Take from the records below each line that holds "description".
[RECORDS FOR THE TASK — start]
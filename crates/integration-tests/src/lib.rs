//! End-to-end tests for Conduit live under `tests/`
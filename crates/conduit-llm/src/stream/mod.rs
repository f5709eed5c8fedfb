//! Turning a provider chunk stream into message parts
//!
//! A [`ChunkSource`] yields raw provider chunks, the [`StreamAccumulator`]
//! merges their fragments into complete units, and the [`ResponseSequence`]
//! hands those units to the caller one at a time.

pub mod accumulator;
pub mod sequence;
pub mod source;

pub use accumulator::{FinishedUnit, StreamAccumulator};
pub use sequence::ResponseSequence;
pub use source::ChunkSource;
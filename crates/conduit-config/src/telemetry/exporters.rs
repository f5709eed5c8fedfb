use std::collections::HashMap;

use serde::Deserialize;
use url::Url;

/// OTLP exporter configuration
#[derive(Debug, Clone, Deserialize)]
#[serde(deny_unknown_fields)]
pub struct ExporterConfig {
    /// Collector endpoint
    pub endpoint: Url,
    /// Export protocol
    #[serde(default)]
    pub protocol: ExportProtocol,
    /// Extra headers sent with every export (HTTP only)
    #[serde(default)]
    pub headers: HashMap<String, String>,
}

/// OTLP export protocol
#[derive(Debug, Clone, Copy, Default, PartialEq, Eq, Deserialize)]
#[serde(rename_all = "snake_case")]
pub enum ExportProtocol {
    /// gRPC (default)
    #[default]
    Grpc,
    /// HTTP/protobuf
    HttpProto,
}
use conduit_config::TelemetryConfig;
use opentelemetry::KeyValue;
use opentelemetry_sdk::Resource;
use opentelemetry_semantic_conventions::resource as semconv;

/// Describe this process to the collector
pub fn build_resource(config: &TelemetryConfig) -> Resource {
    let attrs = [
        KeyValue::new(semconv::SERVICE_NAME, config.service_name.clone()),
        KeyValue::new(semconv::SERVICE_VERSION, env!("CARGO_PKG_VERSION")),
    ]
    .into_iter()
    .chain(
        config
            .resource_attributes
            .iter()
            .map(|(key, value)| KeyValue::new(key.clone(), value.clone())),
    );

    Resource::builder().with_attributes(attrs).build()
}
use std::borrow::Cow;
use std::collections::BTreeMap;

use serde::{Deserialize, Serialize};

/// JSON-schema type name
///
/// Authored schemas are not consistent about casing ("OBJECT", "object",
/// "Object"); the value is kept verbatim here and lower-cased when the schema
/// is normalized for the wire.
#[derive(Debug, Clone, Default, PartialEq, Eq, Hash, Serialize, Deserialize)]
#[serde(transparent)]
pub struct SchemaType(Cow<'static, str>);

impl SchemaType {
    pub const STRING: Self = Self(Cow::Borrowed("STRING"));
    pub const NUMBER: Self = Self(Cow::Borrowed("NUMBER"));
    pub const INTEGER: Self = Self(Cow::Borrowed("INTEGER"));
    pub const BOOLEAN: Self = Self(Cow::Borrowed("BOOLEAN"));
    pub const ARRAY: Self = Self(Cow::Borrowed("ARRAY"));
    pub const OBJECT: Self = Self(Cow::Borrowed("OBJECT"));
    pub const NULL: Self = Self(Cow::Borrowed("NULL"));

    /// Create a type from an arbitrary name
    pub fn new(name: impl Into<String>) -> Self {
        Self(Cow::Owned(name.into()))
    }

    pub fn as_str(&self) -> &str {
        &self.0
    }

    pub fn is_empty(&self) -> bool {
        self.0.is_empty()
    }

    /// Lower-cased copy of this type name
    pub fn to_lowercase(&self) -> Self {
        Self(Cow::Owned(self.0.to_lowercase()))
    }
}

/// Recursive JSON-schema node used for tool parameters and structured output
///
/// Every node owns its children, so cloning or normalizing a schema never
/// shares nodes between the copies.
#[derive(Debug, Clone, Default, PartialEq, Serialize, Deserialize)]
#[serde(rename_all = "camelCase")]
pub struct Schema {
    /// Alternatives, any one of which must match
    #[serde(default, skip_serializing_if = "Vec::is_empty")]
    pub any_of: Vec<Schema>,
    /// Default value
    #[serde(default, skip_serializing_if = "Option::is_none")]
    pub default: Option<serde_json::Value>,
    /// Human-readable description
    #[serde(default, skip_serializing_if = "String::is_empty")]
    pub description: String,
    /// Allowed values
    #[serde(default, rename = "enum", skip_serializing_if = "Vec::is_empty")]
    pub enum_values: Vec<String>,
    /// Example value
    #[serde(default, skip_serializing_if = "Option::is_none")]
    pub example: Option<serde_json::Value>,
    /// Format hint (e.g. "date-time")
    #[serde(default, skip_serializing_if = "String::is_empty")]
    pub format: String,
    /// Schema of array items
    #[serde(default, skip_serializing_if = "Option::is_none")]
    pub items: Option<Box<Schema>>,
    /// Maximum array length
    #[serde(default, skip_serializing_if = "Option::is_none")]
    pub max_items: Option<i64>,
    /// Inclusive numeric upper bound
    #[serde(default, skip_serializing_if = "Option::is_none")]
    pub maximum: Option<f64>,
    /// Minimum array length
    #[serde(default, skip_serializing_if = "Option::is_none")]
    pub min_items: Option<i64>,
    /// Inclusive numeric lower bound
    #[serde(default, skip_serializing_if = "Option::is_none")]
    pub minimum: Option<f64>,
    /// Object properties by name
    #[serde(default, skip_serializing_if = "BTreeMap::is_empty")]
    pub properties: BTreeMap<String, Schema>,
    /// Preferred property order for display
    #[serde(default, skip_serializing_if = "Vec::is_empty")]
    pub property_ordering: Vec<String>,
    /// Names of required properties
    #[serde(default, skip_serializing_if = "Vec::is_empty")]
    pub required: Vec<String>,
    /// Title, also used to name structured-output schemas
    #[serde(default, skip_serializing_if = "String::is_empty")]
    pub title: String,
    /// Type name
    #[serde(default, rename = "type", skip_serializing_if = "SchemaType::is_empty")]
    pub schema_type: SchemaType,
}

impl Schema {
    /// Create a schema node of the given type
    pub fn of_type(schema_type: SchemaType) -> Self {
        Self {
            schema_type,
            ..Self::default()
        }
    }

    /// Create an object schema with the given properties
    pub fn object<I, K>(properties: I) -> Self
    where
        I: IntoIterator<Item = (K, Self)>,
        K: Into<String>,
    {
        Self {
            schema_type: SchemaType::OBJECT,
            properties: properties.into_iter().map(|(k, v)| (k.into(), v)).collect(),
            ..Self::default()
        }
    }

    /// Create an array schema with the given item schema
    pub fn array(items: Self) -> Self {
        Self {
            schema_type: SchemaType::ARRAY,
            items: Some(Box::new(items)),
            ..Self::default()
        }
    }

    /// Set the description
    #[must_use]
    pub fn with_description(mut self, description: impl Into<String>) -> Self {
        self.description = description.into();
        self
    }

    /// Set the title
    #[must_use]
    pub fn with_title(mut self, title: impl Into<String>) -> Self {
        self.title = title.into();
        self
    }
}
//! `OpenAI` chat completion API wire format types

use serde::{Deserialize, Serialize};

// -- Request types --

/// `OpenAI` chat completion request
#[derive(Debug, Clone, PartialEq, Serialize, Deserialize)]
pub struct OpenAiRequest {
    /// Model identifier
    pub model: String,
    /// Conversation messages
    pub messages: Vec<OpenAiMessage>,
    /// Sampling temperature
    #[serde(default, skip_serializing_if = "Option::is_none")]
    pub temperature: Option<f64>,
    /// Whether to stream the response
    #[serde(default, skip_serializing_if = "Option::is_none")]
    pub stream: Option<bool>,
    /// Stream options (e.g. `include_usage`)
    #[serde(default, skip_serializing_if = "Option::is_none")]
    pub stream_options: Option<OpenAiStreamOptions>,
    /// Tool definitions
    #[serde(default, skip_serializing_if = "Option::is_none")]
    pub tools: Option<Vec<OpenAiTool>>,
    /// Structured output format
    #[serde(default, skip_serializing_if = "Option::is_none")]
    pub response_format: Option<OpenAiResponseFormat>,
}

/// `OpenAI` stream options
#[derive(Debug, Clone, PartialEq, Eq, Serialize, Deserialize)]
pub struct OpenAiStreamOptions {
    /// Include usage statistics in stream
    #[serde(default)]
    pub include_usage: bool,
}

/// `OpenAI` message within a request
#[derive(Debug, Clone, PartialEq, Eq, Serialize, Deserialize)]
pub struct OpenAiMessage {
    /// Message role
    pub role: String,
    /// Content (string or array of content parts)
    #[serde(default, skip_serializing_if = "Option::is_none")]
    pub content: Option<OpenAiContent>,
    /// Tool calls made by the assistant
    #[serde(default, skip_serializing_if = "Option::is_none")]
    pub tool_calls: Option<Vec<OpenAiToolCall>>,
    /// Tool call ID this message responds to
    #[serde(default, skip_serializing_if = "Option::is_none")]
    pub tool_call_id: Option<String>,
}

/// `OpenAI` content can be a string or array of content parts
#[derive(Debug, Clone, PartialEq, Eq, Serialize, Deserialize)]
#[serde(untagged)]
pub enum OpenAiContent {
    /// Plain text content
    Text(String),
    /// Array of content parts
    Parts(Vec<OpenAiContentPart>),
}

/// Individual content part in an `OpenAI` message
#[derive(Debug, Clone, PartialEq, Eq, Serialize, Deserialize)]
#[serde(tag = "type", rename_all = "snake_case")]
pub enum OpenAiContentPart {
    /// Text content
    Text {
        /// The text string
        text: String,
    },
}

/// `OpenAI` tool definition
#[derive(Debug, Clone, PartialEq, Serialize, Deserialize)]
pub struct OpenAiTool {
    /// Tool type (always "function")
    #[serde(rename = "type")]
    pub tool_type: String,
    /// Function specification
    pub function: OpenAiFunction,
}

/// `OpenAI` function specification
#[derive(Debug, Clone, PartialEq, Serialize, Deserialize)]
pub struct OpenAiFunction {
    /// Function name
    pub name: String,
    /// Human-readable description
    #[serde(default, skip_serializing_if = "Option::is_none")]
    pub description: Option<String>,
    /// JSON Schema for parameters
    #[serde(default, skip_serializing_if = "Option::is_none")]
    pub parameters: Option<serde_json::Value>,
}

/// `OpenAI` tool call within a message
#[derive(Debug, Clone, PartialEq, Eq, Serialize, Deserialize)]
pub struct OpenAiToolCall {
    /// Unique tool call identifier
    pub id: String,
    /// Tool type (always "function")
    #[serde(rename = "type")]
    pub tool_type: String,
    /// Function call details
    pub function: OpenAiFunctionCall,
}

/// Function call details within an `OpenAI` tool call
#[derive(Debug, Clone, PartialEq, Eq, Serialize, Deserialize)]
pub struct OpenAiFunctionCall {
    /// Function name
    pub name: String,
    /// JSON-encoded arguments
    pub arguments: String,
}

/// Structured output configuration
#[derive(Debug, Clone, PartialEq, Serialize, Deserialize)]
#[serde(tag = "type", rename_all = "snake_case")]
pub enum OpenAiResponseFormat {
    /// Constrain output to a JSON schema
    JsonSchema {
        /// Schema definition
        json_schema: OpenAiJsonSchema,
    },
}

/// Named JSON schema for structured output
#[derive(Debug, Clone, PartialEq, Serialize, Deserialize)]
pub struct OpenAiJsonSchema {
    /// Schema name (`[a-zA-Z0-9_-]`, at most 64 characters)
    pub name: String,
    /// Human-readable description
    #[serde(default, skip_serializing_if = "Option::is_none")]
    pub description: Option<String>,
    /// The schema itself
    pub schema: serde_json::Map<String, serde_json::Value>,
    /// Enforce the schema exactly
    #[serde(default)]
    pub strict: bool,
}

// -- Streaming types --

/// Token usage in an `OpenAI` response
#[derive(Debug, Clone, Copy, Default, PartialEq, Eq, Serialize, Deserialize)]
pub struct OpenAiUsage {
    /// Prompt tokens
    #[serde(default)]
    pub prompt_tokens: u32,
    /// Completion tokens
    #[serde(default)]
    pub completion_tokens: u32,
    /// Total tokens
    #[serde(default)]
    pub total_tokens: u32,
}

/// `OpenAI` streaming chunk
#[derive(Debug, Clone, Default, PartialEq, Eq, Serialize, Deserialize)]
pub struct OpenAiStreamChunk {
    /// Chunk identifier
    #[serde(default)]
    pub id: String,
    /// Object type (always "chat.completion.chunk")
    #[serde(default)]
    pub object: String,
    /// Creation timestamp
    #[serde(default)]
    pub created: u64,
    /// Model used
    #[serde(default)]
    pub model: String,
    /// Delta choices
    #[serde(default)]
    pub choices: Vec<OpenAiStreamChoice>,
    /// Usage (present on the final chunk when `stream_options.include_usage` is true)
    #[serde(default, skip_serializing_if = "Option::is_none")]
    pub usage: Option<OpenAiUsage>,
}

/// Choice within a streaming chunk
#[derive(Debug, Clone, Default, PartialEq, Eq, Serialize, Deserialize)]
pub struct OpenAiStreamChoice {
    /// Choice index
    #[serde(default)]
    pub index: u32,
    /// Incremental delta
    #[serde(default)]
    pub delta: OpenAiStreamDelta,
    /// Finish reason (present on the final chunk of the choice)
    #[serde(default, skip_serializing_if = "Option::is_none")]
    pub finish_reason: Option<String>,
}

/// Delta content within a streaming choice
#[derive(Debug, Clone, Default, PartialEq, Eq, Serialize, Deserialize)]
pub struct OpenAiStreamDelta {
    /// Role (present on first chunk)
    #[serde(default, skip_serializing_if = "Option::is_none")]
    pub role: Option<String>,
    /// Incremental text content
    #[serde(default, skip_serializing_if = "Option::is_none")]
    pub content: Option<String>,
    /// Incremental refusal text
    #[serde(default, skip_serializing_if = "Option::is_none")]
    pub refusal: Option<String>,
    /// Incremental tool calls
    #[serde(default, skip_serializing_if = "Option::is_none")]
    pub tool_calls: Option<Vec<OpenAiStreamToolCall>>,
}

/// Tool call fragment within a streaming delta
#[derive(Debug, Clone, Default, PartialEq, Eq, Serialize, Deserialize)]
pub struct OpenAiStreamToolCall {
    /// Index within the `tool_calls` array
    pub index: u32,
    /// Tool call ID (first chunk only)
    #[serde(default, skip_serializing_if = "Option::is_none")]
    pub id: Option<String>,
    /// Tool type (first chunk only)
    #[serde(default, skip_serializing_if = "Option::is_none", rename = "type")]
    pub tool_type: Option<String>,
    /// Partial function call
    #[serde(default, skip_serializing_if = "Option::is_none")]
    pub function: Option<OpenAiStreamFunctionCall>,
}

/// Partial function call within a streaming tool call
#[derive(Debug, Clone, Default, PartialEq, Eq, Serialize, Deserialize)]
pub struct OpenAiStreamFunctionCall {
    /// Function name (first chunk only)
    #[serde(default, skip_serializing_if = "Option::is_none")]
    pub name: Option<String>,
    /// Incremental arguments fragment
    #[serde(default, skip_serializing_if = "Option::is_none")]
    pub arguments: Option<String>,
}

// -- Error response --

/// `OpenAI` error response body
#[derive(Debug, Clone, Serialize, Deserialize)]
pub struct OpenAiErrorResponse {
    /// Error details
    pub error: OpenAiErrorDetail,
}

/// `OpenAI` error detail
#[derive(Debug, Clone, Serialize, Deserialize)]
pub struct OpenAiErrorDetail {
    /// Error message
    pub message: String,
    /// Error type
    #[serde(default, rename = "type")]
    pub error_type: Option<String>,
    /// Error code
    #[serde(default)]
    pub code: Option<String>,
}

#[cfg(test)]
mod tests {
    use super::*;

    #[test]
    fn parses_tool_call_chunk() {
        let data = r#"{
            "id": "chatcmpl-1",
            "object": "chat.completion.chunk",
            "created": 1700000000,
            "model": "gpt-4o-mini",
            "choices": [{
                "index": 0,
                "delta": {"tool_calls": [{"index": 0, "id": "call_1", "type": "function",
                    "function": {"name": "get_weather", "arguments": ""}}]},
                "finish_reason": null
            }],
            "usage": null
        }"#;

        let chunk: OpenAiStreamChunk = serde_json::from_str(data).unwrap();
        let call = &chunk.choices[0].delta.tool_calls.as_ref().unwrap()[0];
        assert_eq!(call.id.as_deref(), Some("call_1"));
        assert_eq!(call.function.as_ref().unwrap().arguments.as_deref(), Some(""));
        assert!(chunk.choices[0].finish_reason.is_none());
        assert!(chunk.usage.is_none());
    }

    #[test]
    fn parses_usage_only_chunk() {
        let data = r#"{"id":"x","choices":[],"usage":{"prompt_tokens":5,"completion_tokens":3,"total_tokens":8}}"#;
        let chunk: OpenAiStreamChunk = serde_json::from_str(data).unwrap();
        assert!(chunk.choices.is_empty());
        assert_eq!(chunk.usage.unwrap().completion_tokens, 3);
    }

    #[test]
    fn response_format_serializes_json_schema_tag() {
        let format = OpenAiResponseFormat::JsonSchema {
            json_schema: OpenAiJsonSchema {
                name: "response".to_owned(),
                description: None,
                schema: serde_json::Map::new(),
                strict: true,
            },
        };

        assert_eq!(
            serde_json::to_value(&format).unwrap(),
            serde_json::json!({
                "type": "json_schema",
                "json_schema": {"name": "response", "schema": {}, "strict": true}
            })
        );
    }
}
[RECORDS FOR THE TASK — finish]
#### [RESPONSE]
    /// Human-readable description
    pub description: String,
    /// Set the description
    pub fn with_description(mut self, description: impl Into<String>) -> Self {
        self.description = description.into();
    /// Human-readable description
    pub description: Option<String>,
    /// Human-readable description
    pub description: Option<String>,
                description: None,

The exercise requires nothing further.